- _What to do_:
Would you reproduce exactly the lines below from the one holding "a direct URL." through the one holding "dimensions, if known.", inclusive, and no others?

- _Dataset entries_:
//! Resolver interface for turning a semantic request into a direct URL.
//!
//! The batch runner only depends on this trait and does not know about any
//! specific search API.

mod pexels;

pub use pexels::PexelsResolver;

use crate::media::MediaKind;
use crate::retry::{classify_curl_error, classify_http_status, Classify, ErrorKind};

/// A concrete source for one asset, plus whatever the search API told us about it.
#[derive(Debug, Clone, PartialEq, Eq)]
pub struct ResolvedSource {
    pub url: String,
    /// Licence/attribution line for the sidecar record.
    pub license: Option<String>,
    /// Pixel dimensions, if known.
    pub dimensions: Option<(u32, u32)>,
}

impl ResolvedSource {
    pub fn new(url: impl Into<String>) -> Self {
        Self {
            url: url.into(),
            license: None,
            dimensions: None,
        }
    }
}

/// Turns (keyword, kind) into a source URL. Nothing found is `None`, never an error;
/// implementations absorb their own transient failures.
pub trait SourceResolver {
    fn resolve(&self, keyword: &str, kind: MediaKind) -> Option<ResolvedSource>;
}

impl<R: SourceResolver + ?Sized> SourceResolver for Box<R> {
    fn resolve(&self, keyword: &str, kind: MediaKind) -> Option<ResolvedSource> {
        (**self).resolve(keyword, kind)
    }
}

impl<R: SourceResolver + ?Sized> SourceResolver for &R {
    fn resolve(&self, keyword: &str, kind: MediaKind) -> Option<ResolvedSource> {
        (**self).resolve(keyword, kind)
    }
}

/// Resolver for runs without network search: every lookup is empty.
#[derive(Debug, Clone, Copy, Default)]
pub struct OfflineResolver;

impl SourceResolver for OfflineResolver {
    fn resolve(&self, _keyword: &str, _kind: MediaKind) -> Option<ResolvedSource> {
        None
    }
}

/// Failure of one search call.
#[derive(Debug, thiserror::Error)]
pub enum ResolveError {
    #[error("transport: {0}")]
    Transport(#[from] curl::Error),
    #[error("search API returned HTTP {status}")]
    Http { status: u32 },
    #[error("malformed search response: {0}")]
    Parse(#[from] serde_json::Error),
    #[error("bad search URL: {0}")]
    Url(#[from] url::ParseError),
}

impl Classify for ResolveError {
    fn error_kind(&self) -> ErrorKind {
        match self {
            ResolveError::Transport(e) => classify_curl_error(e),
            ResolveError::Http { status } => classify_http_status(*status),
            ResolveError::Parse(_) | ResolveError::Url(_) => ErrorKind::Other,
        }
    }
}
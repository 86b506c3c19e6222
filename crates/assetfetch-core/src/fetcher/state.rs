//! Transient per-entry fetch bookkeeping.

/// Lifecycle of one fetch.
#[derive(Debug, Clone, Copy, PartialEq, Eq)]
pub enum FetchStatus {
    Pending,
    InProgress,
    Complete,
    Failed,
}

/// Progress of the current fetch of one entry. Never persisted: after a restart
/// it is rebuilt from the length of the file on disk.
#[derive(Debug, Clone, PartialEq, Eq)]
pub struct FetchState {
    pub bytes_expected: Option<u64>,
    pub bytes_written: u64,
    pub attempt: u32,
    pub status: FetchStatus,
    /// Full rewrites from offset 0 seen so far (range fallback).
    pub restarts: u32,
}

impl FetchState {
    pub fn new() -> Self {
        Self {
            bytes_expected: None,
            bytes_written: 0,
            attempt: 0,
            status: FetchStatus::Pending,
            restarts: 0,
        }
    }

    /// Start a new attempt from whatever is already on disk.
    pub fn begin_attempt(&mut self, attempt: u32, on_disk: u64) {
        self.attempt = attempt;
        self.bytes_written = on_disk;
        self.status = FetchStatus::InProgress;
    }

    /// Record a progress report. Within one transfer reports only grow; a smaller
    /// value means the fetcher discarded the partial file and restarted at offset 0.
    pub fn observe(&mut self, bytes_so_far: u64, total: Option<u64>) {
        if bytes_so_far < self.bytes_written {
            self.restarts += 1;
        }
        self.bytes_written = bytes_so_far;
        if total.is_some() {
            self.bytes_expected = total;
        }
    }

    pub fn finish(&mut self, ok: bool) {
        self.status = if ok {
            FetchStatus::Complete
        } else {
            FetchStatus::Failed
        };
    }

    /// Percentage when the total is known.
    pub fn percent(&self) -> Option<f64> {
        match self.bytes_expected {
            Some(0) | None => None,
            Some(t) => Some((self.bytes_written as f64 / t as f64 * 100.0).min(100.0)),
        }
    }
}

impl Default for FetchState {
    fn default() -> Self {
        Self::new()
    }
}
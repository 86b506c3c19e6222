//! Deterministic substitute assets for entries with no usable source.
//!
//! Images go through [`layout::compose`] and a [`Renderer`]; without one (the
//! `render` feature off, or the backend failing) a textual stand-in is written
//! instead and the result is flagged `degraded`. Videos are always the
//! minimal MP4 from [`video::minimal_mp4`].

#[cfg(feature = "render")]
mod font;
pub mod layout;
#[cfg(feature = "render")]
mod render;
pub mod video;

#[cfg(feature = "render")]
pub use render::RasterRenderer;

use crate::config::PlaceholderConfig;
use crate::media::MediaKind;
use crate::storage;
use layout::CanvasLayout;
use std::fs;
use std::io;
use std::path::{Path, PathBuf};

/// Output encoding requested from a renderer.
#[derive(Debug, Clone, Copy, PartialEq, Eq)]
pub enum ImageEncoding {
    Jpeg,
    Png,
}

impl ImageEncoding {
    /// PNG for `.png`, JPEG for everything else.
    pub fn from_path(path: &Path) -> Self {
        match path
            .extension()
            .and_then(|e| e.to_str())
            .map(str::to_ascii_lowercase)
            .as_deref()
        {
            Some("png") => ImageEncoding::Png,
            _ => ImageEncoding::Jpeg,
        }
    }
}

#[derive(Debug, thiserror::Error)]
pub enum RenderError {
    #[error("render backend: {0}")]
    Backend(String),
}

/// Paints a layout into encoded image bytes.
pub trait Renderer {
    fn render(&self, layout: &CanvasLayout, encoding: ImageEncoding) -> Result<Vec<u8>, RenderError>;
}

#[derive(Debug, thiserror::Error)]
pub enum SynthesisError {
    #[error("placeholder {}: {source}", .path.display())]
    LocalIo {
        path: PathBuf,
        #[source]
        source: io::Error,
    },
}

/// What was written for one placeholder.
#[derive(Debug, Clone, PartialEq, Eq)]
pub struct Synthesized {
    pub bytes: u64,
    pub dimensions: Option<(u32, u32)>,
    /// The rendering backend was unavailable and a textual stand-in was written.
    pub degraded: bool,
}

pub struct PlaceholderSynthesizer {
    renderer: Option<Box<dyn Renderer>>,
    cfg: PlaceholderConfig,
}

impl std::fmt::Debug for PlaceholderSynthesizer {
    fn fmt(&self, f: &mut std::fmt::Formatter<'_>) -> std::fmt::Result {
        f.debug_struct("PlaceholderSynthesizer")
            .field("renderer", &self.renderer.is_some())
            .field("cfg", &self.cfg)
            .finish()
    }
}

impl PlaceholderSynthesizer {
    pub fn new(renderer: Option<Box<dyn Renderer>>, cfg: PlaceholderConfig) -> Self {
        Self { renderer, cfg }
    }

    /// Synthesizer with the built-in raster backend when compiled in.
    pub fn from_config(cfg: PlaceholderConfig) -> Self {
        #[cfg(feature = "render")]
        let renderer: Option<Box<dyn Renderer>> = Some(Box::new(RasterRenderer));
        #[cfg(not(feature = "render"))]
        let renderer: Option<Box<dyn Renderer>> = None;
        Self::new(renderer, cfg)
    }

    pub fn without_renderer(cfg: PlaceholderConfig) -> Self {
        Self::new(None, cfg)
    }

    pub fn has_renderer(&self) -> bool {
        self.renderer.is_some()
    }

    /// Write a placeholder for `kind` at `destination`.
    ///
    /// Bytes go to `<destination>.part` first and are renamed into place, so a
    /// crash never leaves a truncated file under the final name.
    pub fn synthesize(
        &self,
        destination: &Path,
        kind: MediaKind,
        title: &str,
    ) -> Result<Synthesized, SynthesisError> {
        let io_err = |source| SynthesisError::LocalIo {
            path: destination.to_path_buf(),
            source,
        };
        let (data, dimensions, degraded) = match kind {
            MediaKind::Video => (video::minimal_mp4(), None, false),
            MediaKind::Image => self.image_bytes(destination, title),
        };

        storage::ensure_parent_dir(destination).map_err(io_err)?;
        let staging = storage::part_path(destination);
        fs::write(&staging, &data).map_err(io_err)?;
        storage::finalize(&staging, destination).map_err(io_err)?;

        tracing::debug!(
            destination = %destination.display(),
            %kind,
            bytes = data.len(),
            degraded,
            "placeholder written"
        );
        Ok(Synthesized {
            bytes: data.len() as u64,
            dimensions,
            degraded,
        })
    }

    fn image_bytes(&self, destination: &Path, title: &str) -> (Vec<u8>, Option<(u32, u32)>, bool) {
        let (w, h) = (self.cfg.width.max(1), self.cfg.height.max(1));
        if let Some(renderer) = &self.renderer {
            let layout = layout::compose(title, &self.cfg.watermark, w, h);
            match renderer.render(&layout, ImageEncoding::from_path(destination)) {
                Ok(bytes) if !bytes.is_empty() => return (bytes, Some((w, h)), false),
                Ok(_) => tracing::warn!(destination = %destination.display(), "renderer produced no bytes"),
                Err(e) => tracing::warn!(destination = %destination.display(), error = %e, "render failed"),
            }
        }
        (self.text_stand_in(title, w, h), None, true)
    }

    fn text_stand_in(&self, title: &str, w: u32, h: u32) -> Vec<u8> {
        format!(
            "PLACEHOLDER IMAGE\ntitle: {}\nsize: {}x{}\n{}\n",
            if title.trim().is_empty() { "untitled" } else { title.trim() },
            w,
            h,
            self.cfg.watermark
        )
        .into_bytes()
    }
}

* * *

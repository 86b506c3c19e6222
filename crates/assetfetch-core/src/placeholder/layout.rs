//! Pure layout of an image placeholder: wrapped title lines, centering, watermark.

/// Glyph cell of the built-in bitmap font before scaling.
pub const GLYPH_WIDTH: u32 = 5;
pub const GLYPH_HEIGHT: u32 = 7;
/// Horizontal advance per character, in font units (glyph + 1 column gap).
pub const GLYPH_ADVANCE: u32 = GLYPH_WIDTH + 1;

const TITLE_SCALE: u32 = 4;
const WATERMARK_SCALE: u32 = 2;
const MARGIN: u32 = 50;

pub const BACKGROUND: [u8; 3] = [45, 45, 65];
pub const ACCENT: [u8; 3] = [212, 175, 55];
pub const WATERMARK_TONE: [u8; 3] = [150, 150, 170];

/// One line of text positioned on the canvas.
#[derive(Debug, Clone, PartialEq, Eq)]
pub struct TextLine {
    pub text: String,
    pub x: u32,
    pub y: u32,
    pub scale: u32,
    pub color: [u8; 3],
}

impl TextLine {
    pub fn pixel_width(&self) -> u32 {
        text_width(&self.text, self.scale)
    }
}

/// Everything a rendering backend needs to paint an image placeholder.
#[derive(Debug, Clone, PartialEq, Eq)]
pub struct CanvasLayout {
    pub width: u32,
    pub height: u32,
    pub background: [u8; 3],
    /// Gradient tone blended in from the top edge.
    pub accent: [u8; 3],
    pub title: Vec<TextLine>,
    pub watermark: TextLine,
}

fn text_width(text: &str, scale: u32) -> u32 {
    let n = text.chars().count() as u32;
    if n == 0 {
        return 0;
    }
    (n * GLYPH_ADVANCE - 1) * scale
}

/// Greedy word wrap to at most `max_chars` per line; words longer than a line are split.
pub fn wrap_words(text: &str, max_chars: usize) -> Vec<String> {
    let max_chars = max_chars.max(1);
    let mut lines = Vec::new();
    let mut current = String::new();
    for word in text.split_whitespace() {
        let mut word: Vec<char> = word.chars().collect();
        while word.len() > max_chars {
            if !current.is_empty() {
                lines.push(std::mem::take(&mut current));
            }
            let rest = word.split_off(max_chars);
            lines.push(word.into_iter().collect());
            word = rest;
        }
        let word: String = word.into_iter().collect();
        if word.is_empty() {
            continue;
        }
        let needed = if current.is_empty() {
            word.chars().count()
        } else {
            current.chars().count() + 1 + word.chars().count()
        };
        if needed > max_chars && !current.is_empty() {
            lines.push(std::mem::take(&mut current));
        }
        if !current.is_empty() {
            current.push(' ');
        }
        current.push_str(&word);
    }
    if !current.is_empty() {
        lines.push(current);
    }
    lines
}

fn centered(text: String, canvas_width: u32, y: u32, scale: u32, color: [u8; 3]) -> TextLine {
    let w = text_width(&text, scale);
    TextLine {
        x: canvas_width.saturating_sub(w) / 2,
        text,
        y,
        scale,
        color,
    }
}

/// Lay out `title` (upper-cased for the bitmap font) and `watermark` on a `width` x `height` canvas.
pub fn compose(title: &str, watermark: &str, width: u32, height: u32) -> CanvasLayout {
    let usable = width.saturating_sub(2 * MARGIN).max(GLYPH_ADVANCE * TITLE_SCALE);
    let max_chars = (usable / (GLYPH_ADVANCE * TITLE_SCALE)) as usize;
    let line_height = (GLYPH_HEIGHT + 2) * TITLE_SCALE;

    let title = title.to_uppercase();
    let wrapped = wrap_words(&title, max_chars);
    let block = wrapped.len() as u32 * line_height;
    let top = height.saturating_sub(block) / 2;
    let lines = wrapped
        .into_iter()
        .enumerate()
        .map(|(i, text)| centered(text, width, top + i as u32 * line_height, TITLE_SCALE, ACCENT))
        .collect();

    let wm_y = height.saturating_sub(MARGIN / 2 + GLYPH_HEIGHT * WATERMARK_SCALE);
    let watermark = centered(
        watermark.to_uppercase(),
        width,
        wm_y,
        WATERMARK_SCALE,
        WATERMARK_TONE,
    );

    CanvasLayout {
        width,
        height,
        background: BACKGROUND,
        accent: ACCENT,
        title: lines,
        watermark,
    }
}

- _Worked solution_:
//! Resolver interface for turning a semantic request into a direct URL.
//!
//! The batch runner only depends on this trait and does not know about any
//! specific search API.

mod pexels;

pub use pexels::PexelsResolver;

use crate::media::MediaKind;
use crate::retry::{classify_curl_error, classify_http_status, Classify, ErrorKind};

/// A concrete source for one asset, plus whatever the search API told us about it.
#[derive(Debug, Clone, PartialEq, Eq)]
pub struct ResolvedSource {
    pub url: String,
    /// Licence/attribution line for the sidecar record.
    pub license: Option<String>,
    /// Pixel dimensions, if known.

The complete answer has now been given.